Last week I wasn’t myself. David’s parents took the kids for two nights, which left me three days where I wasn’t a mother, or was only barely a mother. I went into the city. My skirt had been ripped into pieces by the train so I had bought a new skirt at Grand Central, and this was the skirt I wore for the next three days. It was tight, and hard to walk in, and I wore it with high heels. I didn’t feel like I looked like a hooker but there was whistling.
I went to the Benglis/Bourgeois show I’d wanted to see. Bourgeois is a genius, she sculpts in some kind of language that is entirely invented and completely transparent, to express feelings that you have, but that you didn’t know you had. These feelings were mixed up for me with the fact that there were people working in the gallery who wouldn't acknowledge that I was there. I said, Hello, and they looked away. I searched up and down Ninth and Tenth Avenues for the book store I liked but couldn’t find it anywhere. I hailed a taxi.

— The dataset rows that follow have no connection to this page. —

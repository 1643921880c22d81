//! User-facing messages.
//!
//! Turkish is the primary locale; English exists for logs and scripted use.

use std::fmt;
use std::str::FromStr;

use serde::{Deserialize, Serialize};

#[derive(Debug, Clone, Copy, Default, PartialEq, Eq, Serialize, Deserialize)]
#[serde(rename_all = "lowercase")]
pub enum Locale {
    #[default]
    Tr,
    En,
}

impl FromStr for Locale {
    type Err = String;

    fn from_str(s: &str) -> Result<Self, Self::Err> {
        match s.trim().to_lowercase().as_str() {
            "tr" | "tr-tr" => Ok(Locale::Tr),
            "en" | "en-us" | "en-gb" => Ok(Locale::En),
            other => Err(format!("unsupported locale: {}", other)),
        }
    }
}

impl fmt::Display for Locale {
    fn fmt(&self, f: &mut fmt::Formatter<'_>) -> fmt::Result {
        f.write_str(match self {
            Locale::Tr => "tr",
            Locale::En => "en",
        })
    }
}

#[derive(Debug, Clone, Copy, PartialEq, Eq)]
pub enum Message {
    Generic,
    Database,
    Unauthorized,
    NotFound,
    Validation,
    NoResults,
    Busy,
    ConfirmDeleteCompany,
    ConfirmDeletePallet,
    CompanySaveFailed,
    CompanyDeleteFailed,
    PalletSaveFailed,
    PalletDeleteFailed,
    Saved,
    Deleted,
    Cancelled,
}

impl Message {
    pub fn text(self, locale: Locale) -> &'static str {
        use Message::*;
        match locale {
            Locale::Tr => match self {
                Generic => "Bir hata oluştu. Lütfen daha sonra tekrar deneyin.",
                Database => "Veritabanı bağlantı hatası. Lütfen daha sonra tekrar deneyin.",
                Unauthorized => "Bu işlem için yetkiniz bulunmamaktadır.",
                NotFound => "İstenen kayıt bulunamadı.",
                Validation => "Geçersiz veri girişi. Lütfen tüm alanları kontrol edin.",
                NoResults => "Sonuç bulunamadı.",
                Busy => "Kayıt işlemi devam ediyor. Lütfen bekleyin.",
                ConfirmDeleteCompany => "Bu şirketi silmek istediğinizden emin misiniz?",
                ConfirmDeletePallet => "Bu paleti silmek istediğinizden emin misiniz?",
                CompanySaveFailed => "Şirket kaydedilirken bir hata oluştu",
                CompanyDeleteFailed => "Şirket silinirken bir hata oluştu",
                PalletSaveFailed => "Palet kaydedilirken bir hata oluştu",
                PalletDeleteFailed => "Palet silinirken bir hata oluştu",
                Saved => "Kayıt başarıyla kaydedildi.",
                Deleted => "Kayıt silindi.",
                Cancelled => "İşlem iptal edildi.",
            },
            Locale::En => match self {
                Generic => "Something went wrong. Please try again later.",
                Database => "Database connection error. Please try again later.",
                Unauthorized => "You are not authorized to perform this action.",
                NotFound => "The requested record was not found.",
                Validation => "Invalid input. Please check all fields.",
                NoResults => "No results.",
                Busy => "A save is already in progress. Please wait.",
                ConfirmDeleteCompany => "Are you sure you want to delete this company?",
                ConfirmDeletePallet => "Are you sure you want to delete this pallet?",
                CompanySaveFailed => "Failed to save company",
                CompanyDeleteFailed => "Failed to delete company",
                PalletSaveFailed => "Failed to save pallet",
                PalletDeleteFailed => "Failed to delete pallet",
                Saved => "Record saved.",
                Deleted => "Record deleted.",
                Cancelled => "Cancelled.",
            },
        }
    }
}

/// Map well-known backend phrases to a localized message. Anything
/// unrecognized returns `None` and should be shown as-is.
pub fn classify_backend_message(message: &str) -> Option<Message> {
    let m = message.to_lowercase();
    if m.contains("connection") {
        Some(Message::Database)
    } else if m.contains("unauthorized") || m.contains("403") {
        Some(Message::Unauthorized)
    } else if m.contains("not found") || m.contains("404") {
        Some(Message::NotFound)
    } else {
        None
    }
}
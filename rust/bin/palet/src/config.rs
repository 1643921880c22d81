//! Client-side context management.
//!
//! Reads/writes `~/.palet/config.toml`.

use std::path::{Path, PathBuf};

use palet_core::Locale;
use serde::{Deserialize, Serialize};

/// A named backend the CLI can talk to.
#[derive(Debug, Clone, PartialEq, Serialize, Deserialize)]
pub struct Context {
    /// Context name (e.g. "fabrika").
    pub name: String,

    /// Backend base URL (e.g. "http://localhost:5000").
    #[serde(default, skip_serializing_if = "String::is_empty")]
    pub server: String,

    /// Language for messages and prompts.
    #[serde(default)]
    pub locale: Locale,
}

#[derive(Debug, Clone, Default, PartialEq, Serialize, Deserialize)]
pub struct ClientConfig {
    #[serde(rename = "current-context", default)]
    pub current_context: String,

    #[serde(default)]
    pub contexts: Vec<Context>,
}

impl ClientConfig {
    /// Default config file path: ~/.palet/config.toml.
    pub fn default_path() -> PathBuf {
        let home = std::env::var("HOME")
            .or_else(|_| std::env::var("USERPROFILE"))
            .unwrap_or_else(|_| ".".to_string());
        PathBuf::from(home).join(".palet").join("config.toml")
    }

    /// Load config from disk, or return default if file doesn't exist.
    pub fn load(path: &Path) -> anyhow::Result<Self> {
        if !path.exists() {
            return Ok(Self::default());
        }
        let content = std::fs::read_to_string(path)?;
        let config = toml::from_str(&content)
            .map_err(|e| anyhow::anyhow!("invalid config {}: {}", path.display(), e))?;
        Ok(config)
    }

    pub fn save(&self, path: &Path) -> anyhow::Result<()> {
        if let Some(parent) = path.parent() {
            std::fs::create_dir_all(parent)?;
        }
        std::fs::write(path, toml::to_string_pretty(self)?)?;
        Ok(())
    }

    pub fn current(&self) -> Option<&Context> {
        self.contexts.iter().find(|c| c.name == self.current_context)
    }

    pub fn get_mut(&mut self, name: &str) -> Option<&mut Context> {
        self.contexts.iter_mut().find(|c| c.name == name)
    }

    pub fn contains(&self, name: &str) -> bool {
        self.contexts.iter().any(|c| c.name == name)
    }

    /// Add or replace a context. The first context added becomes current.
    pub fn upsert_context(&mut self, ctx: Context) {
        if self.current_context.is_empty() {
            self.current_context = ctx.name.clone();
        }
        match self.get_mut(&ctx.name) {
            Some(existing) => *existing = ctx,
            None => self.contexts.push(ctx),
        }
    }

    /// Remove a context by name. Returns true if it was found.
    pub fn remove_context(&mut self, name: &str) -> bool {
        let len = self.contexts.len();
        self.contexts.retain(|c| c.name != name);
        if self.current_context == name {
            self.current_context.clear();
        }
        self.contexts.len() < len
    }
}
//! Volumetric ("desi") calculator.
//!
//! One desi is 1000 cm³. Every component is computed independently and
//! contributes zero until all of its dimensions are present and positive.
//! Values stay unrounded until [`DesiBreakdown::rounded`] is called at the
//! presentation boundary.

use std::fmt;

use serde::Serialize;

use crate::i18n::Locale;
use crate::model::BLOCK_QUANTITY;

/// `(L * W * H * Q) / 1000`, or `0.0` if any input is non-finite or not
/// strictly positive.
pub fn desi(length: f64, width: f64, height: f64, quantity: f64) -> f64 {
    let inputs = [length, width, height, quantity];
    if inputs.iter().all(|v| v.is_finite() && *v > 0.0) {
        length * width * height * quantity / 1000.0
    } else {
        0.0
    }
}

/// Round half away from zero to two decimal places.
pub fn round2(value: f64) -> f64 {
    (value * 100.0).round() / 100.0
}

/// Raw calculator input, in centimeters.
///
/// Quantities are `f64` so that whatever the host parsed (including
/// garbage) can be passed straight through; the calculator zeroes it out.
#[derive(Debug, Clone, Copy, Default, PartialEq)]
pub struct DesiInput {
    pub board_thickness: f64,
    pub upper_length: f64,
    pub upper_width: f64,
    pub upper_quantity: f64,
    pub lower_length: f64,
    pub lower_width: f64,
    pub lower_quantity: f64,
    pub closure_length: f64,
    pub closure_width: f64,
    pub closure_quantity: f64,
    pub block_length: f64,
    pub block_width: f64,
    pub block_height: f64,
    pub price: f64,
}

impl DesiInput {
    pub fn compute(&self) -> DesiBreakdown {
        let t = self.board_thickness;
        let upper = desi(self.upper_length, self.upper_width, t, self.upper_quantity);
        let lower = desi(self.lower_length, self.lower_width, t, self.lower_quantity);
        let closure = desi(self.closure_length, self.closure_width, t, self.closure_quantity);
        let block = desi(
            self.block_length,
            self.block_width,
            self.block_height,
            f64::from(BLOCK_QUANTITY),
        );
        let total = upper + lower + closure + block;

        let price_per_desi = if self.price.is_finite() && self.price > 0.0 && total > 0.0 {
            Some(self.price / total)
        } else {
            None
        };

        DesiBreakdown {
            upper,
            lower,
            closure,
            block,
            total,
            price_per_desi,
        }
    }
}

/// Per-component volumes plus derived totals.
#[derive(Debug, Clone, Copy, Default, PartialEq, Serialize)]
pub struct DesiBreakdown {
    pub upper: f64,
    pub lower: f64,
    pub closure: f64,
    pub block: f64,
    pub total: f64,
    #[serde(skip_serializing_if = "Option::is_none")]
    pub price_per_desi: Option<f64>,
}

impl DesiBreakdown {
    /// Copy with every value rounded to two decimals, for display only.
    pub fn rounded(&self) -> Self {
        Self {
            upper: round2(self.upper),
            lower: round2(self.lower),
            closure: round2(self.closure),
            block: round2(self.block),
            total: round2(self.total),
            price_per_desi: self.price_per_desi.map(round2),
        }
    }
}

impl DesiBreakdown {
    /// Breakdown lines in the given language, two decimals each.
    pub fn render(&self, locale: Locale) -> String {
        let (upper, lower, closure, block, total, per) = match locale {
            Locale::Tr => ("Üst Tahta", "Alt Tahta", "Kapama", "Takoz", "Toplam", "Desi başı"),
            Locale::En => ("Upper", "Lower", "Closure", "Block", "Total", "Per desi"),
        };
        let line = |label: &str, value: f64, unit: &str| {
            format!("{:<11} {:>10.2} {}", format!("{}:", label), value, unit)
        };
        let mut lines = vec![
            line(upper, self.upper, "desi"),
            line(lower, self.lower, "desi"),
            line(closure, self.closure, "desi"),
            line(block, self.block, "desi"),
            line(total, self.total, "desi"),
        ];
        if let Some(ppd) = self.price_per_desi {
            lines.push(line(per, ppd, "TL"));
        }
        lines.join("\n")
    }
}

impl fmt::Display for DesiBreakdown {
    fn fmt(&self, f: &mut fmt::Formatter<'_>) -> fmt::Result {
        f.write_str(&self.render(Locale::default()))
    }
}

I met David for dinner and he brought me roses, which I also experienced as not normal, not for me. The food was spicy and my nose ran. We walked back up to our hotel and my legs rubbed together and chafed and in fact I was in some pain. At the hotel, everything was dim, faded, ugly, cheap and old, and the anonymity that I normally love in hotels joined in the general assault on my self. In the morning David left before I got up and I didn’t want to leave the flowers in the room. I knocked on the door to the staff hall and offered them to the people there, who had been laughing and happy. When a woman came forward to take them I said, Happy Valentine’s Day, early? Or late? And she laughed and hugged me.
Crap, I felt weird. I couldn’t write in the blog, I couldn’t shape myself into anything, and I still wonder if I am shapeable, if I am a thing, or if I'm something less defined than that.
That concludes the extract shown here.